Financial solutions company Think Money (http://www.thinkmoney.com) have welcomed calls for energy providers to reconsider their prices following the Consumer Focus Energy Supply Probe’s findings about the industry, and added that many energy customers pushed towards debt by the rapid rises in energy prices stood to benefit from any agreement to reduce prices.

In their Energy Supply Probe, Consumer Focus, the new watchdog comprising Energywatch and the National Consumer Council, have called for “immediate action from energy companies to reduce their prices in line with falling oil prices”, adding: “This will be good not just for consumers, but for the whole economy.”

It is currently estimated by Consumer Focus that around 5 million British households are in fuel poverty – in which households spend 10% or more of their total income on domestic energy – with increasing numbers of people feeling the pressure of sharp rises in the prices of electricity and gas over the past year.

Wholesale oil prices have seen a huge drop in little over three months, down from around $147 per barrel in July to the current price of $66 per barrel.

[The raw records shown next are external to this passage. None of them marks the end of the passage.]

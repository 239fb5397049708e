//! Typed partial updates decoded from request bodies.
//!
//! A body is accepted only if it is a JSON object whose keys all appear on the resource's
//! allow-list and whose values decode into the typed update. Either check failing rejects the
//! whole body, so an update is never half applied.

use crate::account::{Account, EmergencyContact};
use crate::allow_list::{validate_fields, ResourceKind};
use crate::{AccountError, AccountResult};
use chrono::NaiveDate;
use serde::de::DeserializeOwned;
use serde::{Deserialize, Deserializer};
use serde_json::Value;
use telehealth_types::{EmailAddress, NonEmptyText};

/// A validated update of one account resource.
pub trait PartialUpdate: DeserializeOwned {
    const KIND: ResourceKind;

    /// Assigns exactly the submitted fields onto `account`.
    fn apply(self, account: &mut Account);

    /// Checks the key set against the allow-list, then decodes the values.
    fn from_body(body: Value) -> AccountResult<Self> {
        let Value::Object(map) = body else {
            return Err(AccountError::InvalidUpdate(
                "request body must be a JSON object".into(),
            ));
        };

        validate_fields(Self::KIND, &map)?;

        serde_json::from_value(Value::Object(map))
            .map_err(|e| AccountError::InvalidUpdate(e.to_string()))
    }
}

/// Present-but-null becomes `Some(None)`; absent stays `None` through `#[serde(default)]`.
fn deserialize_some<'de, T, D>(deserializer: D) -> Result<Option<Option<T>>, D::Error>
where
    T: Deserialize<'de>,
    D: Deserializer<'de>,
{
    Option::<T>::deserialize(deserializer).map(Some)
}

/// A present field must carry a value; `null` is a decode error.
fn non_null<'de, T, D>(deserializer: D) -> Result<Option<T>, D::Error>
where
    T: Deserialize<'de>,
    D: Deserializer<'de>,
{
    T::deserialize(deserializer).map(Some)
}

#[derive(Debug, Default, Deserialize)]
#[serde(rename_all = "camelCase", deny_unknown_fields)]
pub struct ProfileUpdate {
    #[serde(default, deserialize_with = "non_null")]
    pub name: Option<NonEmptyText>,
    #[serde(default, deserialize_with = "non_null")]
    pub email: Option<EmailAddress>,
    #[serde(default, deserialize_with = "deserialize_some")]
    pub phone: Option<Option<String>>,
    #[serde(default, deserialize_with = "deserialize_some")]
    pub dob: Option<Option<NaiveDate>>,
    #[serde(default, deserialize_with = "deserialize_some")]
    pub address: Option<Option<String>>,
    #[serde(default, deserialize_with = "deserialize_some")]
    pub emergency_contact: Option<Option<EmergencyContact>>,
}

impl PartialUpdate for ProfileUpdate {
    const KIND: ResourceKind = ResourceKind::Profile;

    fn apply(self, account: &mut Account) {
        if let Some(name) = self.name {
            account.name = name;
        }
        if let Some(email) = self.email {
            account.email = email;
        }
        if let Some(phone) = self.phone {
            account.phone = phone;
        }
        if let Some(dob) = self.dob {
            account.dob = dob;
        }
        if let Some(address) = self.address {
            account.address = address;
        }
        if let Some(contact) = self.emergency_contact {
            account.emergency_contact = contact;
        }
    }
}

#[derive(Debug, Default, Deserialize)]
#[serde(rename_all = "camelCase", deny_unknown_fields)]
pub struct MedicalHistoryUpdate {
    #[serde(default, deserialize_with = "non_null")]
    pub allergies: Option<Vec<String>>,
    #[serde(default, deserialize_with = "non_null")]
    pub medications: Option<Vec<String>>,
    #[serde(default, deserialize_with = "non_null")]
    pub surgeries: Option<Vec<String>>,
    #[serde(default, deserialize_with = "non_null")]
    pub conditions: Option<Vec<String>>,
    #[serde(default, deserialize_with = "non_null")]
    pub family_history: Option<Vec<String>>,
}

impl PartialUpdate for MedicalHistoryUpdate {
    const KIND: ResourceKind = ResourceKind::MedicalHistory;

    fn apply(self, account: &mut Account) {
        let history = &mut account.medical_history;
        if let Some(allergies) = self.allergies {
            history.allergies = allergies;
        }
        if let Some(medications) = self.medications {
            history.medications = medications;
        }
        if let Some(surgeries) = self.surgeries {
            history.surgeries = surgeries;
        }
        if let Some(conditions) = self.conditions {
            history.conditions = conditions;
        }
        if let Some(family_history) = self.family_history {
            history.family_history = family_history;
        }
    }
}

#[derive(Debug, Default, Deserialize)]
#[serde(rename_all = "camelCase", deny_unknown_fields)]
pub struct PrivacySettingsUpdate {
    #[serde(default, deserialize_with = "non_null")]
    pub share_data: Option<bool>,
    #[serde(default, deserialize_with = "non_null")]
    pub email_notifications: Option<bool>,
    #[serde(default, deserialize_with = "non_null")]
    pub sms_notifications: Option<bool>,
}

impl PartialUpdate for PrivacySettingsUpdate {
    const KIND: ResourceKind = ResourceKind::PrivacySettings;

    fn apply(self, account: &mut Account) {
        let settings = &mut account.privacy_settings;
        if let Some(share_data) = self.share_data {
            settings.share_data = share_data;
        }
        if let Some(email_notifications) = self.email_notifications {
            settings.email_notifications = email_notifications;
        }
        if let Some(sms_notifications) = self.sms_notifications {
            settings.sms_notifications = sms_notifications;
        }
    }
}

#[cfg(test)]
mod tests {
    use super::*;
    use crate::account::{PrivacySettings, Role};
    use crate::password::PasswordHash;
    use serde_json::json;

    fn account() -> Account {
        Account::new(
            NonEmptyText::new("jdoe").unwrap(),
            NonEmptyText::new("Jane Doe").unwrap(),
            EmailAddress::parse("jane@example.com").unwrap(),
            Role::Patient,
            PasswordHash::generate("secret1", 1).unwrap(),
        )
    }

    fn assert_invalid<T: PartialUpdate + std::fmt::Debug>(body: Value) {
        let result = T::from_body(body.clone());
        assert!(
            matches!(result, Err(AccountError::InvalidUpdate(_))),
            "{body} should be rejected, got {result:?}"
        );
    }

    #[test]
    fn test_profile_update_changes_only_submitted_fields() {
        let mut account = account();
        account.phone = Some("555-0100".into());
        let before = account.clone();

        ProfileUpdate::from_body(json!({"name": "Jane Q. Doe", "dob": "1990-01-15"}))
            .unwrap()
            .apply(&mut account);

        assert_eq!(account.name.as_str(), "Jane Q. Doe");
        assert_eq!(account.dob, NaiveDate::from_ymd_opt(1990, 1, 15));
        assert_eq!(account.phone, before.phone);
        assert_eq!(account.email, before.email);
        assert_eq!(account.address, before.address);
    }

    #[test]
    fn test_profile_null_clears_optional_fields() {
        let mut account = account();
        account.phone = Some("555-0100".into());
        account.emergency_contact = Some(EmergencyContact {
            name: "John".into(),
            phone: "555-0199".into(),
        });

        ProfileUpdate::from_body(json!({"phone": null, "emergencyContact": null}))
            .unwrap()
            .apply(&mut account);

        assert_eq!(account.phone, None);
        assert_eq!(account.emergency_contact, None);
    }

    #[test]
    fn test_profile_rejects_bad_values() {
        assert_invalid::<ProfileUpdate>(json!({"name": null}));
        assert_invalid::<ProfileUpdate>(json!({"name": "   "}));
        assert_invalid::<ProfileUpdate>(json!({"email": null}));
        assert_invalid::<ProfileUpdate>(json!({"email": "not-an-email"}));
        assert_invalid::<ProfileUpdate>(json!({"dob": "15/01/1990"}));
        assert_invalid::<ProfileUpdate>(json!({"phone": 5550100}));
        assert_invalid::<ProfileUpdate>(json!({"emergencyContact": {"name": "John"}}));
    }

    #[test]
    fn test_disallowed_keys_reject_before_decoding() {
        assert_invalid::<ProfileUpdate>(json!({"role": "doctor"}));
        assert_invalid::<ProfileUpdate>(json!({"password": "hunter22"}));
        assert_invalid::<ProfileUpdate>(json!({"name": "Ok", "medicalHistory": {}}));
        assert_invalid::<PrivacySettingsUpdate>(json!({"allergies": []}));
    }

    #[test]
    fn test_non_object_bodies_are_rejected() {
        assert_invalid::<ProfileUpdate>(json!(null));
        assert_invalid::<ProfileUpdate>(json!(["name"]));
        assert_invalid::<PrivacySettingsUpdate>(json!("shareData"));
    }

    #[test]
    fn test_empty_body_is_a_no_op() {
        let mut account = account();
        let before = account.view();
        ProfileUpdate::from_body(json!({}))
            .unwrap()
            .apply(&mut account);
        assert_eq!(account.view(), before);
    }

    #[test]
    fn test_medical_history_replaces_lists() {
        let mut account = account();
        account.medical_history.conditions = vec!["asthma".into()];

        MedicalHistoryUpdate::from_body(json!({"allergies": ["penicillin", "latex"]}))
            .unwrap()
            .apply(&mut account);

        assert_eq!(account.medical_history.allergies, vec!["penicillin", "latex"]);
        assert_eq!(account.medical_history.conditions, vec!["asthma"]);
        assert_invalid::<MedicalHistoryUpdate>(json!({"allergies": "penicillin"}));
        assert_invalid::<MedicalHistoryUpdate>(json!({"familyHistory": null}));
    }

    #[test]
    fn test_privacy_update_on_defaults() {
        let mut account = account();
        PrivacySettingsUpdate::from_body(json!({"shareData": false}))
            .unwrap()
            .apply(&mut account);

        assert_eq!(
            account.privacy_settings,
            PrivacySettings {
                share_data: false,
                email_notifications: true,
                sms_notifications: true,
            }
        );
        assert_invalid::<PrivacySettingsUpdate>(json!({"smsNotifications": "no"}));
    }
}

Drivers have experienced the benefits almost immediately, with the lowest unleaded petrol prices at 99.8 pence per litre at the time of writing, while airline’s fuel surcharges have also been cut, according to the BBC.

But prices of gas and electricity, which are traditionally closely linked with prices of oil, have shown no such reduction in prices – leaving many consumers “wondering why they are left waiting”, in the words of Consumer Focus chief executive Ed Mayo.

According to Consumer Focus, gas prices have risen by 51% since the start of the year, while electricity bills are up by 28% – meaning the average annual household energy bill stands at £1,308.

A spokesperson for Think Money said: “The existence of the Energy Supply Probe is of great reassurance to the millions of billpayers who have been hit with severe rises in energy prices over the past year, particularly those facing debt problems.

“There has been some justification for the price rises – oil prices stood at $147 per barrel in July, and wholesale gas has also experienced massive rises – but with oil now standing at less than $67 per barrel, and with petrol prices coming down, it’s unclear why domestic energy prices have not also come down.

“Billpayers will hope that the Energy Supply Probe, combined with Consumer Focus’ calls for immediate price reductions, will be enough to ensure that their bills become much less of a burden in the coming months.”

But the Think Money spokesperson added that the potential for forthcoming price reductions did not make existing debt an any less serious issue.

“We have seen increasing numbers of people pushed into debt by rising energy bills over the past few months. Because energy is an essential cost, those people with low incomes have been unavoidably hit hard by energy price rises, and many are finding that they can no longer afford to pay their bills.

“The problem is made worse by higher levels of unemployment, and a lot of people who previously had no trouble paying their bills are finding that they are getting into debt because they simply don’t have the spare income.

“We advise anyone struggling with debt to tackle the issue head-on and seek expert debt advice as soon as possible.”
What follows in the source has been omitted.